### ASSIGNED TASK
Every line below between the line holding "repository 4713e00d3da36934" and the line holding "pulls from a", inclusive, should be repeated exactly, and all other lines omitted.
** Opening MATERIAL FOR THIS EXERCISE block **
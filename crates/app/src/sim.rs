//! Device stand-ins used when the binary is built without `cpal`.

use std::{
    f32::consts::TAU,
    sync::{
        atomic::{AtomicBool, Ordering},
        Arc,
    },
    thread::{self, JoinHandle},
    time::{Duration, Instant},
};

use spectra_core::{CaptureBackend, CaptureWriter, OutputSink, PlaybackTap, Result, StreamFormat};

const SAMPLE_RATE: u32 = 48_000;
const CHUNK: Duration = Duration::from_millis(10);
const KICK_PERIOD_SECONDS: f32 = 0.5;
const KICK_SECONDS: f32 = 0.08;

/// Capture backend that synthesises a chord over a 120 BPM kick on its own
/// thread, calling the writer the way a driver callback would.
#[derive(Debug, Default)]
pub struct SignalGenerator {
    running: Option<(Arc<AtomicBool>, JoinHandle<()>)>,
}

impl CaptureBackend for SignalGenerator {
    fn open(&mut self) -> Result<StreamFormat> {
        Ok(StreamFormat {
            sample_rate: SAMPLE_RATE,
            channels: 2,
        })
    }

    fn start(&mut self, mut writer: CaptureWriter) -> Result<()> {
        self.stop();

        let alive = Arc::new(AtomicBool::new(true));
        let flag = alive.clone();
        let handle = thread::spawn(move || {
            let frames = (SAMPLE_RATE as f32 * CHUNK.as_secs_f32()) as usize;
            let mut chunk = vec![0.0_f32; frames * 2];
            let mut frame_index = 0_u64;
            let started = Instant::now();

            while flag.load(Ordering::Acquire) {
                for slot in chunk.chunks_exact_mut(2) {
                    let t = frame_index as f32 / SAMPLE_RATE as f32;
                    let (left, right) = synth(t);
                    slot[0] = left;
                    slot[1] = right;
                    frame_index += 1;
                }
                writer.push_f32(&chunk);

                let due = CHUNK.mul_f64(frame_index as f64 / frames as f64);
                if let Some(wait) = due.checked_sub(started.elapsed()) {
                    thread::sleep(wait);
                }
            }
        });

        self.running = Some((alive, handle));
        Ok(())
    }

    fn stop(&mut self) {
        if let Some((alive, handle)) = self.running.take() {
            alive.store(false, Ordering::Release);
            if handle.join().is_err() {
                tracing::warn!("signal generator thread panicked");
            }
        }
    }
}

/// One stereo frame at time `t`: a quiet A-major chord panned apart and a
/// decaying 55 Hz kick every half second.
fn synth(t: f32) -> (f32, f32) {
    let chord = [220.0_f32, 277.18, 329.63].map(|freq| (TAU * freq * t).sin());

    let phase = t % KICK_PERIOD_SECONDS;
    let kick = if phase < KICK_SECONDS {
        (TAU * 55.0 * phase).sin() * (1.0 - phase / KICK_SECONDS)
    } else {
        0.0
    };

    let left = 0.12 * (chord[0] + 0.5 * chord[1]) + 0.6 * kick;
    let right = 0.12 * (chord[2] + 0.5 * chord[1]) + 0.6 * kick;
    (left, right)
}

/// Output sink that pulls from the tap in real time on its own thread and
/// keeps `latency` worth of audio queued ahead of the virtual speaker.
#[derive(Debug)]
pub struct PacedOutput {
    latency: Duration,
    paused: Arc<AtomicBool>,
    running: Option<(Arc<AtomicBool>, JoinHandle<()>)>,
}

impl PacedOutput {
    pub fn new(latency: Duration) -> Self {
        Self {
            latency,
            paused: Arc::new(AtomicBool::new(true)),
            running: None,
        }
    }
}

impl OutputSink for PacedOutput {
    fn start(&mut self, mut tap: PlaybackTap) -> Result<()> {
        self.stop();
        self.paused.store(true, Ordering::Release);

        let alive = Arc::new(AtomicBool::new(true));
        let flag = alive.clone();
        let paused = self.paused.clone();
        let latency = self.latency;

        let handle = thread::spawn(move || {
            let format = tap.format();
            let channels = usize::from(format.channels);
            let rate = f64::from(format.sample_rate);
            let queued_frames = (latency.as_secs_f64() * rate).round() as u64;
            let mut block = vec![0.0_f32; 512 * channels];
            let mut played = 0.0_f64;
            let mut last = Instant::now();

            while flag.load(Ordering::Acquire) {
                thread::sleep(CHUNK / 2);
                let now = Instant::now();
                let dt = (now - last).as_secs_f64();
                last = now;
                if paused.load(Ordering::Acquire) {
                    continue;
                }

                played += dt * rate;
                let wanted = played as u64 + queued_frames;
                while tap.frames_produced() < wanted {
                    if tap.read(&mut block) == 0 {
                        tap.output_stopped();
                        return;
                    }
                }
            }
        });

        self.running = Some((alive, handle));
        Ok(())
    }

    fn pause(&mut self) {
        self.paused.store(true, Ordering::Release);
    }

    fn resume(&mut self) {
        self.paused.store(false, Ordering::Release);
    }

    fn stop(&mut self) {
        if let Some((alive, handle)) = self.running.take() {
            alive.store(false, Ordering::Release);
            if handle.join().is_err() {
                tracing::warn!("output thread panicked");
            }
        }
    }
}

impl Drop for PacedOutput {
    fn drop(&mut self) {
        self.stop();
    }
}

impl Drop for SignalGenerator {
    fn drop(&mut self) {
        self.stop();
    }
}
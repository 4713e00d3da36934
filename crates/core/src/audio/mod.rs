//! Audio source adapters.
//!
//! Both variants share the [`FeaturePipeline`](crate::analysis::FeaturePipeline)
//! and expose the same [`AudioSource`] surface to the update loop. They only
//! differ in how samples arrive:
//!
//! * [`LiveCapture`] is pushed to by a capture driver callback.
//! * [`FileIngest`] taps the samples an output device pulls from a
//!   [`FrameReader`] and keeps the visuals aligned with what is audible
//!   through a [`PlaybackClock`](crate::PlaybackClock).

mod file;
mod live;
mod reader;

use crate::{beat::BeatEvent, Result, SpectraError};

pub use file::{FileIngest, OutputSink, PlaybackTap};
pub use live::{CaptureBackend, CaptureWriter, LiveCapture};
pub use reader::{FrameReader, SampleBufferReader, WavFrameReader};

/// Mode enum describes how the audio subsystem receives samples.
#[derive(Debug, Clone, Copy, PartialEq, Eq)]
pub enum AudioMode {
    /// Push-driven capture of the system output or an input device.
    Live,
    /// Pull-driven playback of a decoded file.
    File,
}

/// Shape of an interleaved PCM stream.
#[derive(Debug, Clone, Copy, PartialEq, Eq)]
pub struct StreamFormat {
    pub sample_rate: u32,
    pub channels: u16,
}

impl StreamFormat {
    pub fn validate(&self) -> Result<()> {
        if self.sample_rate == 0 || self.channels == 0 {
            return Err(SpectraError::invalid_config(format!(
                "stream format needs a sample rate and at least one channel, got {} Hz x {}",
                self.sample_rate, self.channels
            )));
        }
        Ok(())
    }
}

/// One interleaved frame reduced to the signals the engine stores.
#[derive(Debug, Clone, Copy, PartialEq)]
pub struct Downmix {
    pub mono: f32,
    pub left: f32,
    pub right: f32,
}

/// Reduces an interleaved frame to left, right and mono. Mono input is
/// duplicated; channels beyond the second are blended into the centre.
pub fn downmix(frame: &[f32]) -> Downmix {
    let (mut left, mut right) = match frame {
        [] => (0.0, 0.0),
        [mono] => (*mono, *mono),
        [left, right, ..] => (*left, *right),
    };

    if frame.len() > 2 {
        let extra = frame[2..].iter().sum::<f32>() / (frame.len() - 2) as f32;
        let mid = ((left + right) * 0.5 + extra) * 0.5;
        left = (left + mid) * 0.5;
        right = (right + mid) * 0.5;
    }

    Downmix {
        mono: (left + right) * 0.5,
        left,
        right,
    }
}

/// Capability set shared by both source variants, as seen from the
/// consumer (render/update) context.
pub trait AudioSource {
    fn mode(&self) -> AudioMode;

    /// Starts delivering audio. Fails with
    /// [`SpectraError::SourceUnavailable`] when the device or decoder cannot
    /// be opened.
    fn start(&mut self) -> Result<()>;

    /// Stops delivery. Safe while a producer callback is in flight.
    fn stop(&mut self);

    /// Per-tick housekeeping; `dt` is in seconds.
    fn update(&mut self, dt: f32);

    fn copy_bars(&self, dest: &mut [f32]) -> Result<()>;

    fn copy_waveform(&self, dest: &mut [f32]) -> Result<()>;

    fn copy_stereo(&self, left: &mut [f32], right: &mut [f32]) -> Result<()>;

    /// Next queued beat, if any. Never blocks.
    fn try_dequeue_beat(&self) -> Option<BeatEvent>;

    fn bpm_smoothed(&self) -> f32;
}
** Closing MATERIAL FOR THIS EXERCISE block **
### EXPECTED ANSWER
repository 4713e00d3da36934
filename crates/core/src/audio/mod.rs
//! Audio source adapters.
//!
//! Both variants share the [`FeaturePipeline`](crate::analysis::FeaturePipeline)
//! and expose the same [`AudioSource`] surface to the update loop. They only
//! differ in how samples arrive:
//!
//! * [`LiveCapture`] is pushed to by a capture driver callback.
//! * [`FileIngest`] taps the samples an output device pulls from a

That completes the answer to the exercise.